WCEG
- Delhi, New York; United States;
- Broadcast area: Binghamton, New York
- Frequency: 100.3 MHz

Programming
- Format: Christian radio
- Network: Family Life Network

Ownership
- Owner: Family Life Ministries, Inc.
- Sister stations: WCEB, WCER

History
- First air date: March 16, 1992
- Former call signs: WDHI (1990–2024)

Technical information
- Licensing authority: FCC
- Facility ID: 16442
- Class: A
- ERP: 1,600 watts
- HAAT: 196 meters (643 ft)
- Transmitter coordinates: 42°22′43.2″N 74°50′20.5″W﻿ / ﻿42.378667°N 74.839028°W
- Repeater: 94.7 WCEB (Deposit)

Links
- Public license information: Public file; LMS;

= WCEG =

WCEG (100.3 FM) is an American radio station broadcasting a Christian radio format. Licensed to Delhi, New York, United States, the station is owned by Family Life Ministries. The station simulcasts with WCEB (94.7 FM) in Deposit, New York.

==History==
Delaware County Broadcasting, owner of WDLA and WDLA-FM in Walton, New York, was granted a construction permit for a new station on 100.3 in Delhi on March 13, 1990. The station, which took the call sign WDHI, signed on with a soft adult contemporary format on March 16, 1992.

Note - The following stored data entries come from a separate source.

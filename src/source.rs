//! Opening word lists and walking them one line at a time.

use std::fs::File;
use std::io::{self, BufRead, BufReader};
use std::path::Path;

use log::{debug, trace, warn};

use crate::error::{DictionaryError, Result};
use crate::{LINE_TERMINATOR, LONGEST_WORD};

/// What the buffering queries do with a line longer than [`LONGEST_WORD`].
#[derive(Debug, Clone, Copy, PartialEq, Eq, Default)]
pub enum OverflowPolicy {
    /// Stop the query with [`DictionaryError::WordTooLong`].
    #[default]
    Reject,
    /// Keep only the first `LONGEST_WORD` bytes of the line.
    Truncate,
    /// Drop the line as if it were not in the list.
    Skip,
}

/// Open `path` for a single buffered pass.
pub(crate) fn open(path: &Path) -> Result<BufReader<File>> {
    let file = File::open(path).map_err(|source| DictionaryError::Open {
        path: path.to_path_buf(),
        source,
    })?;
    debug!("Opened dictionary {}", path.display());
    Ok(BufReader::new(file))
}

/// Line reader over a word list that reuses one small buffer.
///
/// Lines come back without their terminator. A final line without a
/// terminator is still a line; a trailing terminator does not add an empty
/// one. At most `LONGEST_WORD + 1` bytes of a line are ever held, however
/// long the line is.
pub(crate) struct Lines<R> {
    reader: R,
    buf: Vec<u8>,
    line_no: u64,
}

impl<R: BufRead> Lines<R> {
    pub(crate) fn new(reader: R) -> Self {
        Self {
            reader,
            buf: Vec::with_capacity(LONGEST_WORD + 1),
            line_no: 0,
        }
    }

    /// Read one line, keeping its first `keep` bytes in `buf`. Returns the
    /// full length of the line, or `None` at end of input.
    fn fill(&mut self, keep: usize) -> Result<Option<usize>> {
        self.buf.clear();
        let mut length = 0usize;
        let mut started = false;

        loop {
            let chunk = match self.reader.fill_buf() {
                Ok(chunk) => chunk,
                Err(e) if e.kind() == io::ErrorKind::Interrupted => continue,
                Err(e) => return Err(e.into()),
            };
            if chunk.is_empty() {
                break;
            }
            started = true;

            let (body, used, done) = match chunk.iter().position(|&b| b == LINE_TERMINATOR) {
                Some(end) => (&chunk[..end], end + 1, true),
                None => (chunk, chunk.len(), false),
            };
            let room = keep.saturating_sub(self.buf.len());
            self.buf.extend_from_slice(&body[..body.len().min(room)]);
            length += body.len();

            self.reader.consume(used);
            if done {
                break;
            }
        }

        if !started {
            return Ok(None);
        }
        self.line_no += 1;
        Ok(Some(length))
    }

    /// Length of the next line, without keeping its content.
    pub(crate) fn next_length(&mut self) -> Result<Option<usize>> {
        self.fill(0)
    }

    /// Next line with `policy` applied to anything over `LONGEST_WORD`.
    pub(crate) fn next_word(&mut self, policy: OverflowPolicy) -> Result<Option<&mut [u8]>> {
        loop {
            let length = match self.fill(LONGEST_WORD + 1)? {
                Some(length) => length,
                None => return Ok(None),
            };
            if length > LONGEST_WORD {
                trace!("Line {} is {} bytes long ({:?})", self.line_no, length, policy);
                match policy {
                    OverflowPolicy::Reject => {
                        return Err(DictionaryError::WordTooLong {
                            line: self.line_no,
                            length,
                        });
                    }
                    OverflowPolicy::Truncate => {
                        warn!("Truncating line {} to {} bytes", self.line_no, LONGEST_WORD);
                        self.buf.truncate(LONGEST_WORD);
                    }
                    OverflowPolicy::Skip => {
                        warn!("Skipping line {} ({} bytes)", self.line_no, length);
                        continue;
                    }
                }
            }
            return Ok(Some(self.buf.as_mut_slice()));
        }
    }
}

/// Call `f` with the length of every line, counting bytes between
/// terminators without keeping the line content around.
pub(crate) fn for_each_line_length<R, F>(mut reader: R, mut f: F) -> Result<()>
where
    R: BufRead,
    F: FnMut(usize),
{
    let mut length = 0usize;
    let mut pending = false;

    loop {
        let chunk = match reader.fill_buf() {
            Ok(chunk) => chunk,
            Err(e) if e.kind() == io::ErrorKind::Interrupted => continue,
            Err(e) => return Err(e.into()),
        };
        if chunk.is_empty() {
            break;
        }

        for &b in chunk {
            if b == LINE_TERMINATOR {
                f(length);
                length = 0;
                pending = false;
            } else {
                length += 1;
                pending = true;
            }
        }

        let consumed = chunk.len();
        reader.consume(consumed);
    }

    // unterminated last line
    if pending {
        f(length);
    }
    Ok(())
}

#[cfg(test)]
mod tests {
    use super::*;
    use std::io::Cursor;

    fn collect_lines(input: &str) -> Vec<String> {
        let mut lines = Lines::new(Cursor::new(input));
        let mut out = Vec::new();
        while let Some(line) = lines.next_word(OverflowPolicy::Reject).unwrap() {
            out.push(String::from_utf8(line.to_vec()).unwrap());
        }
        out
    }

    #[test]
    fn trailing_terminator_adds_no_line() {
        assert_eq!(collect_lines("cat\ndog\n"), vec!["cat", "dog"]);
        assert_eq!(collect_lines("cat\ndog"), vec!["cat", "dog"]);
    }

    #[test]
    fn blank_lines_are_kept() {
        assert_eq!(collect_lines("\ncat\n\n"), vec!["", "cat", ""]);
        assert!(collect_lines("").is_empty());
    }

    #[test]
    fn line_split_across_small_chunks() {
        // an 8 byte buffer forces lines to span several fill_buf calls
        let reader = BufReader::with_capacity(8, Cursor::new("abcdefghijkl\nmn\n"));
        let mut lines = Lines::new(reader);
        assert_eq!(lines.next_word(OverflowPolicy::Reject).unwrap().unwrap(), b"abcdefghijkl");
        assert_eq!(lines.next_word(OverflowPolicy::Reject).unwrap().unwrap(), b"mn");
        assert!(lines.next_word(OverflowPolicy::Reject).unwrap().is_none());
    }

    #[test]
    fn long_line_is_measured_not_stored() {
        let long = "x".repeat(10_000);
        let mut lines = Lines::new(Cursor::new(format!("{long}\nab")));
        assert_eq!(lines.next_length().unwrap(), Some(10_000));
        assert!(lines.buf.is_empty());
        assert_eq!(lines.next_length().unwrap(), Some(2));
        assert_eq!(lines.next_length().unwrap(), None);
    }

    #[test]
    fn truncate_policy_holds_bounded_buffer() {
        let long = "x".repeat(10_000);
        let mut lines = Lines::new(Cursor::new(long));
        let word = lines.next_word(OverflowPolicy::Truncate).unwrap().unwrap();
        assert_eq!(word.len(), LONGEST_WORD);
        assert!(lines.buf.capacity() < 10_000);
    }

    #[test]
    fn lengths_without_final_terminator() {
        let mut lengths = Vec::new();
        for_each_line_length(Cursor::new("ab\n\nabcd"), |n| lengths.push(n)).unwrap();
        assert_eq!(lengths, vec![2, 0, 4]);
    }

    #[test]
    fn skip_policy_moves_past_long_lines() {
        let long = "x".repeat(LONGEST_WORD + 1);
        let input = format!("{long}\nok\n");
        let mut lines = Lines::new(Cursor::new(input));
        let word = lines.next_word(OverflowPolicy::Skip).unwrap().unwrap();
        assert_eq!(word, b"ok");
        assert!(lines.next_word(OverflowPolicy::Skip).unwrap().is_none());
    }

    #[test]
    fn reject_policy_reports_line_number() {
        let long = "x".repeat(LONGEST_WORD + 5);
        let input = format!("ok\n{long}\n");
        let mut lines = Lines::new(Cursor::new(input));
        lines.next_word(OverflowPolicy::Reject).unwrap();
        match lines.next_word(OverflowPolicy::Reject) {
            Err(DictionaryError::WordTooLong { line, length }) => {
                assert_eq!(line, 2);
                assert_eq!(length, LONGEST_WORD + 5);
            }
            other => panic!("unexpected result: {:?}", other.map(|w| w.map(|w| w.to_vec()))),
        }
    }
}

Delaware County Broadcasting sold its stations—WDHI, the WDLA stations, and WIYN in Deposit—to BanJo Communications, owner of stations in nearby Norwich and Oneonta, for $865,000 in 2000. In January 2001, BanJo began simulcasting an oldies format on WDHI and WIYN. BanJo sold its stations to Double O Radio for $9.75 million in 2004.

Double O sold 26 radio stations, including WDHI and WIYN, to Townsquare Media in 2011. In early 2019, Townsquare closed the stations' studios in Walton, which were shared with the WDLA stations and WTBD-FM; operations were moved to the company's Oneonta facility. In September 2022, WDHI and WIYN shifted their format from classic hits to classic rock as "100.3 & 94.7 The Eagle".

On December 31, 2023, WDHI and WIYN ceased operations. In May 2024, Townsquare Media sold the stations, along with WTBD-FM (which had shut down at the same time) to the Family Life Network. WDHI returned to the air October 8, 2024, and changed its call sign to WCEG on December 6.